Эстетическая ценность создается в соответствии с законами организации материала, внутренне присущими той или иной форме, и потому она «автономна». Описание структур и тех последствий, которые они могут вызвать, устанавливает предпосылки для возникновения такой ценности. Однако если эстетика здесь останавливается, заявленная тема в более широком смысле не исчерпывается: остается выяснить, становятся ли те или иные эстетические ценности главенствующими в общем культурном контексте и определенной исторической ситуации, или их приходится отодвигать на второй план ввиду наличия чего-то более актуального и требующего скорейшего осуществления. Таким образом, мы имеем дело с определенной исторической конъюнктурой, в которой эстетическая ценность не подвергается сомнению и не отрицается как таковая, но отбрасывается именно потому, что является ценностью эстетической, то есть вполне органически, убедительно и доходчиво говорит о проблемах, которые сложившаяся историческая конъюнктура все-таки не считает самыми актуальными.
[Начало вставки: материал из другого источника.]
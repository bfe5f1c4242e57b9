// File: starter-events/src/lib.rs
// Purpose: Main entry point for the starter-events library

//! # starter-events
//!
//! Process-local publish/subscribe with hierarchical (prefix) subscriptions.
//!
//! ## Quick Start
//!
//! ```rust
//! use starter_events::NsEmitter;
//! use std::sync::{Arc, Mutex};
//!
//! let emitter: NsEmitter<i32> = NsEmitter::new();
//! let seen = Arc::new(Mutex::new(Vec::new()));
//!
//! let log = seen.clone();
//! emitter.on_namespace("foo:", move |event, value| {
//!     log.lock().unwrap().push(format!("ns {event} {value}"));
//! });
//! let log = seen.clone();
//! emitter.on("foo:bar", move |value| {
//!     log.lock().unwrap().push(format!("exact {value}"));
//! });
//!
//! emitter.emit("foo:bar", &1);
//! assert_eq!(*seen.lock().unwrap(), vec!["ns bar 1", "exact 1"]);
//! ```

pub mod emitter;
pub mod namespaced;
mod registry;
pub mod subscription;

pub use emitter::EventEmitter;
pub use namespaced::{NsEmitter, DEFAULT_SEPARATOR};
pub use subscription::{HandlerId, Subscription};
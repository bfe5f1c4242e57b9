// File: starter-forms/src/rules/mod.rs
// Purpose: Validation rule contract and per-field rule dispatch

use std::collections::HashMap;
use std::sync::Arc;

use serde_json::Value;

use crate::field::{FieldModel, Fields};

pub mod builtin;
pub mod registry;

pub use builtin::{email, field_compare, length, number, pattern, required};
pub use builtin::{Email, FieldCompare, Length, Number, Pattern, PatternOptions, Required};
pub use registry::{RuleFactory, RuleRegistry};

/// Explicit outcome of a single rule
#[derive(Debug, Clone, PartialEq)]
pub enum Validation {
    Invalid { message: String },
    /// Valid, and the named fields must re-check themselves
    Valid { revalidate: Vec<String> },
}

impl Validation {
    pub fn invalid(message: impl Into<String>) -> Self {
        Self::Invalid {
            message: message.into(),
        }
    }

    pub fn valid() -> Self {
        Self::Valid {
            revalidate: Vec::new(),
        }
    }

    pub fn revalidate<I, S>(fields: I) -> Self
    where
        I: IntoIterator<Item = S>,
        S: Into<String>,
    {
        Self::Valid {
            revalidate: fields.into_iter().map(Into::into).collect(),
        }
    }

    pub fn is_valid(&self) -> bool {
        matches!(self, Self::Valid { .. })
    }
}

/// A validation predicate over `(value, field, all_fields)`.
///
/// Returning `None` means the rule has no opinion. Rules must be pure apart
/// from reading other fields by name.
pub trait Rule: Send + Sync {
    fn check(&self, value: &Value, field: &FieldModel, fields: &Fields) -> Option<Validation>;

    fn boxed(self) -> BoxedRule
    where
        Self: Sized + 'static,
    {
        Arc::new(self)
    }
}

impl<F> Rule for F
where
    F: Fn(&Value, &FieldModel, &Fields) -> Option<Validation> + Send + Sync,
{
    fn check(&self, value: &Value, field: &FieldModel, fields: &Fields) -> Option<Validation> {
        self(value, field, fields)
    }
}

pub type BoxedRule = Arc<dyn Rule>;

/// Ordered rules per field name. Order encodes priority.
pub type RuleTable = HashMap<String, Vec<BoxedRule>>;

/// Aggregated result of running a field's rules
#[derive(Debug, Clone, PartialEq)]
pub struct FieldValidity {
    pub valid: bool,
    pub message: String,
    pub revalidate: Vec<String>,
}

impl Default for FieldValidity {
    fn default() -> Self {
        Self {
            valid: true,
            message: String::new(),
            revalidate: Vec::new(),
        }
    }
}

/// Run the rules registered for `field` in order.
///
/// The first explicit `Invalid` wins and stops the run. A rule without an
/// opinion leaves the previous result in place. Without rules the field is
/// valid with an empty message.
pub fn validate_field(field: &FieldModel, rules: &RuleTable, fields: &Fields) -> FieldValidity {
    let mut result = FieldValidity::default();
    let Some(field_rules) = rules.get(&field.name) else {
        return result;
    };

    for rule in field_rules {
        match rule.check(&field.value, field, fields) {
            Some(Validation::Invalid { message }) => {
                return FieldValidity {
                    valid: false,
                    message,
                    revalidate: Vec::new(),
                };
            }
            Some(Validation::Valid { revalidate }) => {
                result = FieldValidity {
                    valid: true,
                    message: String::new(),
                    revalidate,
                };
            }
            None => {}
        }
    }
    result
}
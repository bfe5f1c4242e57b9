// File: starter-socket/src/error.rs
// Purpose: Transport, socket and request errors

use std::time::Duration;

use serde_json::Value;
use thiserror::Error;

/// Failures of the underlying channel
#[derive(Debug, Error)]
pub enum TransportError {
    #[error("failed to connect to {url}: {reason}")]
    Connect { url: String, reason: String },

    #[error("connecting to {url} timed out")]
    ConnectTimeout { url: String },

    #[error("connection closed")]
    Closed,

    #[error("websocket error: {0}")]
    WebSocket(#[from] tokio_tungstenite::tungstenite::Error),
}

/// Failures of [`crate::SocketClient`] operations
#[derive(Debug, Error)]
pub enum SocketError {
    #[error(transparent)]
    Transport(#[from] TransportError),

    #[error("failed to encode message: {0}")]
    Encode(#[from] serde_json::Error),
}

/// Failures of a request/reply exchange
#[derive(Debug, Error)]
pub enum RequestError {
    #[error("request type missing")]
    MissingType,

    #[error("request timed out after {0:?}")]
    Timeout(Duration),

    /// The peer replied with `isError: true`; the reply payload is kept whole
    #[error("remote error: {0}")]
    Remote(Value),

    /// The client went away before a reply arrived
    #[error("request cancelled")]
    Cancelled,

    #[error(transparent)]
    Socket(#[from] SocketError),
}

impl RequestError {
    pub fn is_timeout(&self) -> bool {
        matches!(self, RequestError::Timeout(_))
    }
}

pub type SocketResult<T> = Result<T, SocketError>;
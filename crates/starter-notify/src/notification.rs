// File: starter-notify/src/notification.rs
// Purpose: Notification message model and markup

use std::time::Duration;

use maud::{html, Markup};
use serde::{Deserialize, Serialize};

/// Default display time of a non-sticky notification
pub const DEFAULT_TIMEOUT: Duration = Duration::from_millis(3000);

#[derive(Debug, Clone, Copy, PartialEq, Eq, Default, Serialize, Deserialize)]
#[serde(rename_all = "lowercase")]
pub enum NotificationKind {
    #[default]
    Toast,
    Info,
    Success,
    Warn,
    Error,
}

impl NotificationKind {
    pub fn as_str(&self) -> &'static str {
        match self {
            NotificationKind::Toast => "toast",
            NotificationKind::Info => "info",
            NotificationKind::Success => "success",
            NotificationKind::Warn => "warn",
            NotificationKind::Error => "error",
        }
    }
}

#[derive(Debug, Clone, Copy, PartialEq, Eq, Default, Serialize, Deserialize)]
#[serde(rename_all = "lowercase")]
pub enum Position {
    #[default]
    Bottom,
    Top,
}

impl Position {
    pub fn as_str(&self) -> &'static str {
        match self {
            Position::Bottom => "bottom",
            Position::Top => "top",
        }
    }
}

/// A message waiting for, or occupying, the notification slot
#[derive(Debug, Clone, PartialEq, Serialize, Deserialize)]
pub struct Notification {
    #[serde(rename = "type", default)]
    pub kind: NotificationKind,
    pub content: String,
    #[serde(default)]
    pub position: Position,
    #[serde(default = "default_timeout_ms")]
    pub timeout_ms: u64,
    /// Sticky notifications stay until dismissed
    #[serde(default)]
    pub sticky: bool,
}

fn default_timeout_ms() -> u64 {
    DEFAULT_TIMEOUT.as_millis() as u64
}

impl Notification {
    pub fn new(kind: NotificationKind, content: impl Into<String>) -> Self {
        Self {
            kind,
            content: content.into(),
            position: Position::default(),
            timeout_ms: default_timeout_ms(),
            sticky: false,
        }
    }

    pub fn position(mut self, position: Position) -> Self {
        self.position = position;
        self
    }

    pub fn timeout(mut self, timeout: Duration) -> Self {
        self.timeout_ms = timeout.as_millis() as u64;
        self
    }

    pub fn sticky(mut self, sticky: bool) -> Self {
        self.sticky = sticky;
        self
    }

    /// How long the notification shows before it dismisses itself
    pub fn dismiss_after(&self) -> Option<Duration> {
        if self.sticky {
            None
        } else {
            Some(Duration::from_millis(self.timeout_ms))
        }
    }

    pub fn render(&self, visible: bool) -> Markup {
        let class = format!(
            "notification {} {}{}",
            self.kind.as_str(),
            self.position.as_str(),
            if visible { " show" } else { "" }
        );
        html! {
            div class=(class) { (self.content) }
        }
    }
}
Если в доме, охваченном пожаром, находятся наша мать и картина Сезанна, мы, конечно, первым делом бросимся спасать мать, но тем не менее не станем утверждать, что эта картина не является произведением искусства. Сложившаяся ситуация не становится критерием оценки, не превращается в мерило выбора. Это та самая ситуация, на которую страстно нападает Брехт, заявляя:
Что за времена, когда
разговор о деревьях – почти преступление,
потому что после минутного затишья начинается шум и крик!
Брехт не говорит о том, что разговаривать о деревьях плохо: напротив, в этих строках слышится неизбывная ностальгия по лиричности, которая влечет его, но которую он должен отвергнуть. Он проясняет свою ситуацию при сложившейся исторической конъюнктуре, делая определенный выбор. Он не отрицает некую ценность, он просто отводит ее на второй план.